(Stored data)
--- START ---

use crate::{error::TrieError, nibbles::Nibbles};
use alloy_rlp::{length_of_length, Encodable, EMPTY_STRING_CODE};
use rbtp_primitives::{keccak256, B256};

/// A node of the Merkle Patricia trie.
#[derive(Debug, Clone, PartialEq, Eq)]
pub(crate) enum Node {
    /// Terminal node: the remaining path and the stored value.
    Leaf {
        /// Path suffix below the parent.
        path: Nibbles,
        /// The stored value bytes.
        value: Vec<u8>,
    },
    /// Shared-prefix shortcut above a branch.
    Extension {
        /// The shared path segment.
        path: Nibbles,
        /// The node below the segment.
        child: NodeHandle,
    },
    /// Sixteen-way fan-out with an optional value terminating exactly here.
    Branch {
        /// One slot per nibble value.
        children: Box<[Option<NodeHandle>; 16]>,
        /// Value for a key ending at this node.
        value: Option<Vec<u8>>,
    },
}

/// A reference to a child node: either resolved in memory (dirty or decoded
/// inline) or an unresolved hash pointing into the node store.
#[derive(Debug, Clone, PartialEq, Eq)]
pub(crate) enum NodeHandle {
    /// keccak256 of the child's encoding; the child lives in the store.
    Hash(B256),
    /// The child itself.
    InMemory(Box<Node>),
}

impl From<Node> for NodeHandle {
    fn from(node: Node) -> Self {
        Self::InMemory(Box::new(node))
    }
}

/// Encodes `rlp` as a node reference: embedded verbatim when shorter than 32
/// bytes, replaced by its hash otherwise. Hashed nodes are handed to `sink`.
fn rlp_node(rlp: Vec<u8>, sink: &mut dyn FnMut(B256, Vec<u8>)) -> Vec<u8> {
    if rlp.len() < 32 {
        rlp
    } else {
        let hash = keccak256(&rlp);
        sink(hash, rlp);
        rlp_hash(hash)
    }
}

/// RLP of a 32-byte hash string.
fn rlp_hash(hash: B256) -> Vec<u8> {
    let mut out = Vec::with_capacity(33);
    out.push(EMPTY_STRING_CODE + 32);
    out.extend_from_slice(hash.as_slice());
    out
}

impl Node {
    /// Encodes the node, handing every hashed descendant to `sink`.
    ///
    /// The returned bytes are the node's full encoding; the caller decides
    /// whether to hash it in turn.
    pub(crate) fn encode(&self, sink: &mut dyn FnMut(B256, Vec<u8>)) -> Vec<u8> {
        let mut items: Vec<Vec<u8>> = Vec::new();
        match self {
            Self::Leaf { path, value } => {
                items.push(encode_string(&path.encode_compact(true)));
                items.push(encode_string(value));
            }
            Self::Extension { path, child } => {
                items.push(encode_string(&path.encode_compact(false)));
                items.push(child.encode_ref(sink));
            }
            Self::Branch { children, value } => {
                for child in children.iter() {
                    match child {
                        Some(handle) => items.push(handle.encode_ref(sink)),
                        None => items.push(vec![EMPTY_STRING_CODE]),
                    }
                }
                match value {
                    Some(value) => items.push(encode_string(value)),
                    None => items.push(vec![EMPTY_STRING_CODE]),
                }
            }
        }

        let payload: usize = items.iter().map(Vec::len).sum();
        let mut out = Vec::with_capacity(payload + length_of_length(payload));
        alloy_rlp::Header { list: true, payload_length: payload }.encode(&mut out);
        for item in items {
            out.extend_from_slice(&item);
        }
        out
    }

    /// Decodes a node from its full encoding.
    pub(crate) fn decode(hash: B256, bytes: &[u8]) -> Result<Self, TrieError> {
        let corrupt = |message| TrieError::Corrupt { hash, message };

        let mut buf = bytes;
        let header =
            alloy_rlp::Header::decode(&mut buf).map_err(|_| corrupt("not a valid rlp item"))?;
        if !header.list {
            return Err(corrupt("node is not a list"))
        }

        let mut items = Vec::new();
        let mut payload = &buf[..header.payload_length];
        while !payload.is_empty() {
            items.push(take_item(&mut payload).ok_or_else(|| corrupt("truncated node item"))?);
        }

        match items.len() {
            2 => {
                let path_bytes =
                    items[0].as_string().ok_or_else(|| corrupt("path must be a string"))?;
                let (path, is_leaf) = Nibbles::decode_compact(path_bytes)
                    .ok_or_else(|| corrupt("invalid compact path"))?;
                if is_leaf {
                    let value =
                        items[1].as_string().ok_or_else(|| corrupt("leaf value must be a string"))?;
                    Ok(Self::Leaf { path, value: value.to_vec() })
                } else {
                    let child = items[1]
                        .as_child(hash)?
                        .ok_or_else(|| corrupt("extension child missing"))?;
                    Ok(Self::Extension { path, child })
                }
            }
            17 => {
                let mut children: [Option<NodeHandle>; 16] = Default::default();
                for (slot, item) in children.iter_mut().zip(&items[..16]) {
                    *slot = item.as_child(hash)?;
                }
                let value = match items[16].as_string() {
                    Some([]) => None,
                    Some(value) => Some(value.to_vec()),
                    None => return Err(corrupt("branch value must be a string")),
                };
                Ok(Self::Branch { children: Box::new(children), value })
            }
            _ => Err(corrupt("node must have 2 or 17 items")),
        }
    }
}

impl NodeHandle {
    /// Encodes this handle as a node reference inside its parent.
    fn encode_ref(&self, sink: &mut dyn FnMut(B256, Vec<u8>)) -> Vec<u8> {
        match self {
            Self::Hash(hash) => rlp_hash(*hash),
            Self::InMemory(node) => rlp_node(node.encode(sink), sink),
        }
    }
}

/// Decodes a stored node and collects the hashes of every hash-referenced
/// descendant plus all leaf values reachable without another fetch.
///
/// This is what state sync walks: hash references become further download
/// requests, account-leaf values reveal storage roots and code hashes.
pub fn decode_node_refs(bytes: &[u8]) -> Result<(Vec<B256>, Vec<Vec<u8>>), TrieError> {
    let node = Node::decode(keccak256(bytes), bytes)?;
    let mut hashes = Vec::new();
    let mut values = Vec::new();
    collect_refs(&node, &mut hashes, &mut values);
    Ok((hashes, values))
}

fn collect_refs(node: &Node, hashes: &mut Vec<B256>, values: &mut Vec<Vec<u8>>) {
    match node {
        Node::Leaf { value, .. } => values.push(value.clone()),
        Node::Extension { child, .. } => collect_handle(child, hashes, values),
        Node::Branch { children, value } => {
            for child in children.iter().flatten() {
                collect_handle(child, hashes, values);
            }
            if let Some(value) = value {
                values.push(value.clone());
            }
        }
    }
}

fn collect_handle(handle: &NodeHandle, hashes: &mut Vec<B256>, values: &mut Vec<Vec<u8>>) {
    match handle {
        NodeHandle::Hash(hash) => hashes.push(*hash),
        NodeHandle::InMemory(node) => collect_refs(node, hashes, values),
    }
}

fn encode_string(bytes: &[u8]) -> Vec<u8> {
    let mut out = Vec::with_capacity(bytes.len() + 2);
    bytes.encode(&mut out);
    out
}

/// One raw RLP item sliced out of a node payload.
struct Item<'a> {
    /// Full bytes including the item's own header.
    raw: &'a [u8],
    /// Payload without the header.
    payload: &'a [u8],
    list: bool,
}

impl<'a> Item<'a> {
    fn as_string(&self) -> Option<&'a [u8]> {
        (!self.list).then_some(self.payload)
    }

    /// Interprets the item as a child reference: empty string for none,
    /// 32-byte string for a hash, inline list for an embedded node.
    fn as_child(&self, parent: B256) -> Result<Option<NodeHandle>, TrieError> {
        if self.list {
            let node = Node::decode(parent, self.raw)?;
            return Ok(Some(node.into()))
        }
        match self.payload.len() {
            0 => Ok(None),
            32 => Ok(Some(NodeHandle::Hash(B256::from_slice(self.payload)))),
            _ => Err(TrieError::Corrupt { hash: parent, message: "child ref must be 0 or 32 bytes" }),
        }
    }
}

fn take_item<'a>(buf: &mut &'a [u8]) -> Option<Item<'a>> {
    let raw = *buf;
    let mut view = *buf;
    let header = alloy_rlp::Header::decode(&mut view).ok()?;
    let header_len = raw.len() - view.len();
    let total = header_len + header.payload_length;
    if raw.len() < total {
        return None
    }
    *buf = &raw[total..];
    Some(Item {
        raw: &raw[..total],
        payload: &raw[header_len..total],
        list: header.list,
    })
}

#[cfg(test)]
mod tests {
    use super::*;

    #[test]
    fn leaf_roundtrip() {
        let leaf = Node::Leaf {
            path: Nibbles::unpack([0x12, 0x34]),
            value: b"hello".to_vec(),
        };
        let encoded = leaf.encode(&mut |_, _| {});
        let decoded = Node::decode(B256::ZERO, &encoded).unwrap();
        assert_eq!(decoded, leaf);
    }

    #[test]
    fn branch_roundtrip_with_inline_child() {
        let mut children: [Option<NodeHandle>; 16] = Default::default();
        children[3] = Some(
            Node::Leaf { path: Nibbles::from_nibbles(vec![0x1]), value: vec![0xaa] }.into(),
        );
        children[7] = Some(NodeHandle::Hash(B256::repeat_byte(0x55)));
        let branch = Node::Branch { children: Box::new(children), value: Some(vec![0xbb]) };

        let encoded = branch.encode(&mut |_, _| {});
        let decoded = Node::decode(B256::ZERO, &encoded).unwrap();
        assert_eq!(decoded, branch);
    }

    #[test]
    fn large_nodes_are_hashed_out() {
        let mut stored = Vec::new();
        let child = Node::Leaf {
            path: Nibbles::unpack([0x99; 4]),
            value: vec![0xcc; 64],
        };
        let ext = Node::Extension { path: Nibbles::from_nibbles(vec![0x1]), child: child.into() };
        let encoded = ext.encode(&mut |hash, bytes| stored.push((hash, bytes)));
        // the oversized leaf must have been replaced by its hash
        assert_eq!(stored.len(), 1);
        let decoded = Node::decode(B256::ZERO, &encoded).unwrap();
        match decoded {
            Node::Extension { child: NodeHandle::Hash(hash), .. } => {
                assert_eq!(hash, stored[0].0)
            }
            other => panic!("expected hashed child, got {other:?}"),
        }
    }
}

--- END ---

Beginning at the line with "let hash = keccak256(&rlp);" and ending at the line with "out.push(EMPTY_STRING_CODE + 32);", reproduce each line of the data above exactly, and add no other lines.

*WRITTEN SOLUTION*:
        let hash = keccak256(&rlp);
        sink(hash, rlp);
        rlp_hash(hash)
    }
}

/// RLP of a 32-byte hash string.
fn rlp_hash(hash: B256) -> Vec<u8> {
    let mut out = Vec::with_capacity(33);
    out.push(EMPTY_STRING_CODE + 32);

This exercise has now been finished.